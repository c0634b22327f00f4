use diesel::result::{DatabaseErrorKind, Error as DieselError};
use diesel_async::AsyncPgConnection;
use scoped_futures::ScopedBoxFuture;
use tracing::{debug, instrument};

use super::LexiconAsyncDatabaseConnectionPool;
use crate::error::{BoxDynError, LexiconError};

impl LexiconAsyncDatabaseConnectionPool {
    /// Execute a serializable database transaction and retry on failure.
    /// Serialisation failures are logged and the transaction is retried (by calling the closure again).
    /// All other failures cause the function to return immediately.
    ///
    /// If `max_retries` serialisation failures have occurred, then [`PermanentTransactionError::too_many_temporary_errors`] is returned.
    #[instrument(err, skip(self, transaction))]
    pub async fn execute_transaction<
        'b,
        ReturnType: 'b + Send,
        PermanentErrorType: PermanentTransactionError + std::fmt::Display,
    >(
        &self,
        transaction: impl for<'r> Fn(
                &'r mut AsyncPgConnection,
            )
                -> ScopedBoxFuture<'b, 'r, Result<ReturnType, TransactionError>>
            + Send
            + Sync,
        max_retries: u64,
    ) -> Result<ReturnType, PermanentErrorType> {
        self.execute_transaction_with_isolation_level(
            transaction,
            IsolationLevel::Serializable,
            max_retries,
        )
        .await
    }

    /// Execute a database transaction in read-committed mode and retry on failure.
    /// This is meant for transactions that touch many rows and should never fail due to serialisation errors.
    #[instrument(err, skip(self, transaction))]
    pub async fn execute_read_committed_transaction<
        'b,
        ReturnType: 'b + Send,
        PermanentErrorType: PermanentTransactionError + std::fmt::Display,
    >(
        &self,
        transaction: impl for<'r> Fn(
                &'r mut AsyncPgConnection,
            )
                -> ScopedBoxFuture<'b, 'r, Result<ReturnType, TransactionError>>
            + Send
            + Sync,
        max_retries: u64,
    ) -> Result<ReturnType, PermanentErrorType> {
        self.execute_transaction_with_isolation_level(
            transaction,
            IsolationLevel::ReadCommitted,
            max_retries,
        )
        .await
    }

    async fn execute_transaction_with_isolation_level<
        'b,
        ReturnType: 'b + Send,
        PermanentErrorType: PermanentTransactionError,
    >(
        &self,
        transaction: impl for<'r> Fn(
                &'r mut AsyncPgConnection,
            )
                -> ScopedBoxFuture<'b, 'r, Result<ReturnType, TransactionError>>
            + Send
            + Sync,
        isolation_level: IsolationLevel,
        max_retries: u64,
    ) -> Result<ReturnType, PermanentErrorType> {
        let mut database_connection = self
            .implementation
            .get()
            .await
            .map_err(|error| PermanentErrorType::permanent_error(Box::new(error)))?;

        for _ in 0..max_retries.saturating_add(1) {
            let transaction_builder = database_connection.build_transaction();
            let mut transaction_builder = match isolation_level {
                IsolationLevel::Serializable => transaction_builder.serializable(),
                IsolationLevel::ReadCommitted => transaction_builder.read_committed(),
            };

            match transaction_builder.run(&transaction).await {
                Ok(result) => return Ok(result),
                Err(TransactionError::Diesel(DieselError::DatabaseError(
                    DatabaseErrorKind::SerializationFailure,
                    _,
                ))) => {
                    debug!("serialisation failure, retrying transaction")
                }
                Err(TransactionError::Permanent(error)) => {
                    return Err(PermanentErrorType::permanent_error(error))
                }
                Err(TransactionError::Diesel(error)) => {
                    return Err(PermanentErrorType::permanent_error(Box::new(error)))
                }
            }
        }

        Err(PermanentTransactionError::too_many_temporary_errors(
            max_retries,
        ))
    }
}

#[derive(Debug, Clone, Copy)]
enum IsolationLevel {
    Serializable,
    ReadCommitted,
}

#[derive(Debug)]
pub enum TransactionError {
    /// The transaction was unable to complete and should not be retried.
    Permanent(BoxDynError),
    /// A database error.
    Diesel(DieselError),
}

impl From<BoxDynError> for TransactionError {
    fn from(value: BoxDynError) -> Self {
        Self::Permanent(value)
    }
}

impl From<DieselError> for TransactionError {
    fn from(value: DieselError) -> Self {
        Self::Diesel(value)
    }
}

impl From<LexiconError> for TransactionError {
    fn from(value: LexiconError) -> Self {
        Self::Permanent(Box::new(value))
    }
}

/// An error type that indicates a permanent transaction failure.
pub trait PermanentTransactionError {
    /// Construct the error instance representing "too many temporary errors".
    /// The `limit` is the error limit that was reached.
    fn too_many_temporary_errors(limit: u64) -> Self;

    /// Construct the error instance representing a general permanent error.
    fn permanent_error(source: BoxDynError) -> Self;
}

impl PermanentTransactionError for LexiconError {
    fn too_many_temporary_errors(limit: u64) -> Self {
        Self::DatabaseTransactionRetryLimitReached { limit }
    }

    fn permanent_error(source: BoxDynError) -> Self {
        Self::PermanentDatabaseTransactionError { source }
    }
}

#[cfg(test)]
mod tests {
    use diesel::result::Error as DieselError;

    use super::{PermanentTransactionError, TransactionError};
    use crate::error::{LexiconError, UserError};

    #[test]
    fn test_application_errors_are_permanent() {
        let error = TransactionError::from(LexiconError::from(UserError::EmptyWord));
        assert!(matches!(error, TransactionError::Permanent(_)));
    }

    #[test]
    fn test_diesel_errors_are_kept_for_classification() {
        let error = TransactionError::from(DieselError::NotFound);
        assert!(matches!(error, TransactionError::Diesel(DieselError::NotFound)));
    }

    #[test]
    fn test_retry_limit_error_names_the_limit() {
        let error = LexiconError::too_many_temporary_errors(3);
        assert!(matches!(
            error,
            LexiconError::DatabaseTransactionRetryLimitReached { limit: 3 }
        ));
    }
}
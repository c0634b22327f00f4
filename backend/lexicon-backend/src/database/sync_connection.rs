use diesel::PgConnection;
use tracing::instrument;

use crate::{
    configuration::Configuration,
    error::{LexiconError, LexiconResult},
};

/// Synchronous connection, only used where `diesel_async` has no support, like migrations.
pub struct LexiconSyncDatabaseConnection {
    pub(super) implementation: PgConnection,
}

impl LexiconSyncDatabaseConnection {
    #[instrument(err, skip(configuration))]
    pub(super) fn new(configuration: &Configuration) -> LexiconResult<Self> {
        use diesel::Connection;

        // create a new connection with the default config
        let connection =
            PgConnection::establish(configuration.postgres_url.unsecure()).map_err(|error| {
                LexiconError::DatabaseConnection {
                    source: Box::new(error),
                }
            })?;
        Ok(Self {
            implementation: connection,
        })
    }

    pub(super) fn get_mut(&mut self) -> &mut PgConnection {
        &mut self.implementation
    }
}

++++++

• **Try it**
Transcribe the listing above in full, word for word.

• **Expected answer**
repository c0634b22327f00f4
use diesel::result::{DatabaseErrorKind, Error as DieselError};
use diesel_async::AsyncPgConnection;
use scoped_futures::ScopedBoxFuture;
use tracing::{debug, instrument};

use super::LexiconAsyncDatabaseConnectionPool;
use crate::error::{BoxDynError, LexiconError};

impl LexiconAsyncDatabaseConnectionPool {
    /// Execute a serializable database transaction and retry on failure.
    /// Serialisation failures are logged and the transaction is retried (by calling the closure again).
    /// All other failures cause the function to return immediately.
    ///
    /// If `max_retries` serialisation failures have occurred, then [`PermanentTransactionError::too_many_temporary_errors`] is returned.
    #[instrument(err, skip(self, transaction))]
    pub async fn execute_transaction<
        'b,
        ReturnType: 'b + Send,
        PermanentErrorType: PermanentTransactionError + std::fmt::Display,
    >(
        &self,
        transaction: impl for<'r> Fn(
                &'r mut AsyncPgConnection,
            )
                -> ScopedBoxFuture<'b, 'r, Result<ReturnType, TransactionError>>
            + Send
            + Sync,
        max_retries: u64,
    ) -> Result<ReturnType, PermanentErrorType> {
        self.execute_transaction_with_isolation_level(
            transaction,
            IsolationLevel::Serializable,
            max_retries,
        )
        .await
    }

    /// Execute a database transaction in read-committed mode and retry on failure.
    /// This is meant for transactions that touch many rows and should never fail due to serialisation errors.
    #[instrument(err, skip(self, transaction))]
    pub async fn execute_read_committed_transaction<
        'b,
        ReturnType: 'b + Send,
        PermanentErrorType: PermanentTransactionError + std::fmt::Display,
    >(
        &self,
        transaction: impl for<'r> Fn(
                &'r mut AsyncPgConnection,
            )
                -> ScopedBoxFuture<'b, 'r, Result<ReturnType, TransactionError>>
            + Send
            + Sync,
        max_retries: u64,
    ) -> Result<ReturnType, PermanentErrorType> {
        self.execute_transaction_with_isolation_level(
            transaction,
            IsolationLevel::ReadCommitted,
            max_retries,
        )
        .await
    }

    async fn execute_transaction_with_isolation_level<
        'b,
        ReturnType: 'b + Send,
        PermanentErrorType: PermanentTransactionError,
    >(
        &self,
        transaction: impl for<'r> Fn(
                &'r mut AsyncPgConnection,
            )
                -> ScopedBoxFuture<'b, 'r, Result<ReturnType, TransactionError>>
            + Send
            + Sync,
        isolation_level: IsolationLevel,
        max_retries: u64,
    ) -> Result<ReturnType, PermanentErrorType> {
        let mut database_connection = self
            .implementation
            .get()
            .await
            .map_err(|error| PermanentErrorType::permanent_error(Box::new(error)))?;

        for _ in 0..max_retries.saturating_add(1) {
            let transaction_builder = database_connection.build_transaction();
            let mut transaction_builder = match isolation_level {
                IsolationLevel::Serializable => transaction_builder.serializable(),
                IsolationLevel::ReadCommitted => transaction_builder.read_committed(),
            };

            match transaction_builder.run(&transaction).await {
                Ok(result) => return Ok(result),
                Err(TransactionError::Diesel(DieselError::DatabaseError(
                    DatabaseErrorKind::SerializationFailure,
                    _,
                ))) => {
                    debug!("serialisation failure, retrying transaction")
                }
                Err(TransactionError::Permanent(error)) => {
                    return Err(PermanentErrorType::permanent_error(error))
                }
                Err(TransactionError::Diesel(error)) => {
                    return Err(PermanentErrorType::permanent_error(Box::new(error)))
                }
            }
        }

        Err(PermanentTransactionError::too_many_temporary_errors(
            max_retries,
        ))
    }
}

#[derive(Debug, Clone, Copy)]
enum IsolationLevel {
    Serializable,
    ReadCommitted,
}

#[derive(Debug)]
pub enum TransactionError {
    /// The transaction was unable to complete and should not be retried.
    Permanent(BoxDynError),
    /// A database error.
    Diesel(DieselError),
}

impl From<BoxDynError> for TransactionError {
    fn from(value: BoxDynError) -> Self {
        Self::Permanent(value)
    }
}

impl From<DieselError> for TransactionError {
    fn from(value: DieselError) -> Self {
        Self::Diesel(value)
    }
}

impl From<LexiconError> for TransactionError {
    fn from(value: LexiconError) -> Self {
        Self::Permanent(Box::new(value))
    }
}

/// An error type that indicates a permanent transaction failure.
pub trait PermanentTransactionError {
    /// Construct the error instance representing "too many temporary errors".
    /// The `limit` is the error limit that was reached.
    fn too_many_temporary_errors(limit: u64) -> Self;

    /// Construct the error instance representing a general permanent error.
    fn permanent_error(source: BoxDynError) -> Self;
}

impl PermanentTransactionError for LexiconError {
    fn too_many_temporary_errors(limit: u64) -> Self {
        Self::DatabaseTransactionRetryLimitReached { limit }
    }

    fn permanent_error(source: BoxDynError) -> Self {
        Self::PermanentDatabaseTransactionError { source }
    }
}

#[cfg(test)]
mod tests {
    use diesel::result::Error as DieselError;

    use super::{PermanentTransactionError, TransactionError};
    use crate::error::{LexiconError, UserError};

    #[test]
    fn test_application_errors_are_permanent() {
        let error = TransactionError::from(LexiconError::from(UserError::EmptyWord));
        assert!(matches!(error, TransactionError::Permanent(_)));
    }

    #[test]
    fn test_diesel_errors_are_kept_for_classification() {
        let error = TransactionError::from(DieselError::NotFound);
        assert!(matches!(error, TransactionError::Diesel(DieselError::NotFound)));
    }

    #[test]
    fn test_retry_limit_error_names_the_limit() {
        let error = LexiconError::too_many_temporary_errors(3);
        assert!(matches!(
            error,
            LexiconError::DatabaseTransactionRetryLimitReached { limit: 3 }
        ));
    }
}
repository c0634b22327f00f4
filename backend/lexicon-backend/src/database/sync_connection.rs
use diesel::PgConnection;
use tracing::instrument;

use crate::{
    configuration::Configuration,
    error::{LexiconError, LexiconResult},
};

/// Synchronous connection, only used where `diesel_async` has no support, like migrations.
pub struct LexiconSyncDatabaseConnection {
    pub(super) implementation: PgConnection,
}

impl LexiconSyncDatabaseConnection {
    #[instrument(err, skip(configuration))]
    pub(super) fn new(configuration: &Configuration) -> LexiconResult<Self> {
        use diesel::Connection;

        // create a new connection with the default config
        let connection =
            PgConnection::establish(configuration.postgres_url.unsecure()).map_err(|error| {
                LexiconError::DatabaseConnection {
                    source: Box::new(error),
                }
            })?;
        Ok(Self {
            implementation: connection,
        })
    }

    pub(super) fn get_mut(&mut self) -> &mut PgConnection {
        &mut self.implementation
    }
}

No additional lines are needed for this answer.